--- PROVIDED MATERIAL ---

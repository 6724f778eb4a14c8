//! # Conflito e Harmonia entre Múltiplas Fontes
//!
//! Medidas agregadas de desacordo (ou acordo) sobre uma lista de opiniões,
//! construídas sobre os graus par a par:
//!
//! ```text
//! DC(ω, ω') = dist(P, P') · (1 − u)(1 − u')
//! DH(ω, ω') = (1 − dist(P, P')) · (1 − u)(1 − u')
//! ```
//!
//! ## Estratégias de agregação ([`ConflictType`])
//!
//! | Tipo | Valor |
//! |------|-------|
//! | `Accumulate` | soma sobre todos os pares não ordenados |
//! | `Average` | `Accumulate / (n(n−1)/2)` |
//! | `Belief*` | média das distâncias de cada fonte a uma fusão de referência |
//!
//! Listas com menos de duas opiniões têm conflito `0` nas estratégias por pares.
//!
//! ## Parcelas de conflito
//!
//! [`Conflict::conflict_shares`] atribui a cada fonte a fração do conflito
//! médio que desaparece quando ela é removida (leave-one-out):
//! `shareᵢ = 1 − conflito_sem_i / conflito`. O custo é O(n³) para as
//! estratégias por pares, aceitável para o número típico de sensores.

use num_traits::{One, Zero};
use serde::{Deserialize, Serialize};

use crate::core::{SlFloat, SubjectiveOpinion, Trust, TrustedOpinion};
use crate::error::SlError;

use super::fusion::{Fusion, FusionType};
use super::select;

/// Estratégia de agregação do conflito.
#[derive(Debug, Clone, Copy, PartialEq, Eq, Hash, Serialize, Deserialize)]
#[serde(rename_all = "SCREAMING_SNAKE_CASE")]
pub enum ConflictType {
    Accumulate,
    Average,
    BeliefCumulative,
    BeliefBeliefConstraint,
    BeliefAverage,
    BeliefWeighted,
}

impl ConflictType {
    /// Fusão de referência associada aos tipos `Belief*`.
    ///
    /// # Erros
    ///
    /// [`SlError::NoBeliefFusionType`] para `Accumulate` e `Average`.
    pub fn belief_fusion_type(self) -> Result<FusionType, SlError> {
        match self {
            ConflictType::BeliefCumulative => Ok(FusionType::Cumulative),
            ConflictType::BeliefBeliefConstraint => Ok(FusionType::BeliefConstraint),
            ConflictType::BeliefAverage => Ok(FusionType::Average),
            ConflictType::BeliefWeighted => Ok(FusionType::Weighted),
            ConflictType::Accumulate | ConflictType::Average => Err(SlError::NoBeliefFusionType(self)),
        }
    }
}

/// Relação medida entre pares de opiniões.
#[derive(Debug, Clone, Copy, PartialEq, Eq, Hash, Serialize, Deserialize)]
#[serde(rename_all = "SCREAMING_SNAKE_CASE")]
pub enum RelationType {
    Conflict,
    Harmony,
}

impl RelationType {
    /// Grau de conflito ou de harmonia entre duas opiniões.
    pub fn degree<O: SubjectiveOpinion>(self, this: &O, other: &O) -> O::Float {
        match self {
            RelationType::Conflict => this.degree_of_conflict(other),
            RelationType::Harmony => this.degree_of_harmony(other),
        }
    }
}

/// Medidas de conflito/harmonia sobre listas — struct sem estado.
pub struct Conflict;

---

PROBLEM STATEMENT:
Now that the records have been shown, restate each one word for word.

RESPONSE TO THIS EXERCISE:
repository 6724f778eb4a14c8
//! # Conflito e Harmonia entre Múltiplas Fontes
//!
//! Medidas agregadas de desacordo (ou acordo) sobre uma lista de opiniões,
//! construídas sobre os graus par a par:
//!
//! ```text
//! DC(ω, ω') = dist(P, P') · (1 − u)(1 − u')
//! DH(ω, ω') = (1 − dist(P, P')) · (1 − u)(1 − u')
//! ```
//!
//! ## Estratégias de agregação ([`ConflictType`])
//!
//! | Tipo | Valor |
//! |------|-------|
//! | `Accumulate` | soma sobre todos os pares não ordenados |
//! | `Average` | `Accumulate / (n(n−1)/2)` |
//! | `Belief*` | média das distâncias de cada fonte a uma fusão de referência |
//!
//! Listas com menos de duas opiniões têm conflito `0` nas estratégias por pares.
//!
//! ## Parcelas de conflito
//!
//! [`Conflict::conflict_shares`] atribui a cada fonte a fração do conflito
//! médio que desaparece quando ela é removida (leave-one-out):
//! `shareᵢ = 1 − conflito_sem_i / conflito`. O custo é O(n³) para as
//! estratégias por pares, aceitável para o número típico de sensores.

use num_traits::{One, Zero};
use serde::{Deserialize, Serialize};

use crate::core::{SlFloat, SubjectiveOpinion, Trust, TrustedOpinion};
use crate::error::SlError;

use super::fusion::{Fusion, FusionType};
use super::select;

/// Estratégia de agregação do conflito.
#[derive(Debug, Clone, Copy, PartialEq, Eq, Hash, Serialize, Deserialize)]
#[serde(rename_all = "SCREAMING_SNAKE_CASE")]
pub enum ConflictType {
    Accumulate,
    Average,
    BeliefCumulative,
    BeliefBeliefConstraint,
    BeliefAverage,
    BeliefWeighted,
}

impl ConflictType {
    /// Fusão de referência associada aos tipos `Belief*`.
    ///
    /// # Erros
    ///
    /// [`SlError::NoBeliefFusionType`] para `Accumulate` e `Average`.
    pub fn belief_fusion_type(self) -> Result<FusionType, SlError> {
        match self {
            ConflictType::BeliefCumulative => Ok(FusionType::Cumulative),
            ConflictType::BeliefBeliefConstraint => Ok(FusionType::BeliefConstraint),
            ConflictType::BeliefAverage => Ok(FusionType::Average),
            ConflictType::BeliefWeighted => Ok(FusionType::Weighted),
            ConflictType::Accumulate | ConflictType::Average => Err(SlError::NoBeliefFusionType(self)),
        }
    }
}

/// Relação medida entre pares de opiniões.
#[derive(Debug, Clone, Copy, PartialEq, Eq, Hash, Serialize, Deserialize)]
#[serde(rename_all = "SCREAMING_SNAKE_CASE")]
pub enum RelationType {
    Conflict,
    Harmony,
}

impl RelationType {
    /// Grau de conflito ou de harmonia entre duas opiniões.
    pub fn degree<O: SubjectiveOpinion>(self, this: &O, other: &O) -> O::Float {
        match self {
            RelationType::Conflict => this.degree_of_conflict(other),
            RelationType::Harmony => this.degree_of_harmony(other),
        }
    }
}

/// Medidas de conflito/harmonia sobre listas — struct sem estado.
pub struct Conflict;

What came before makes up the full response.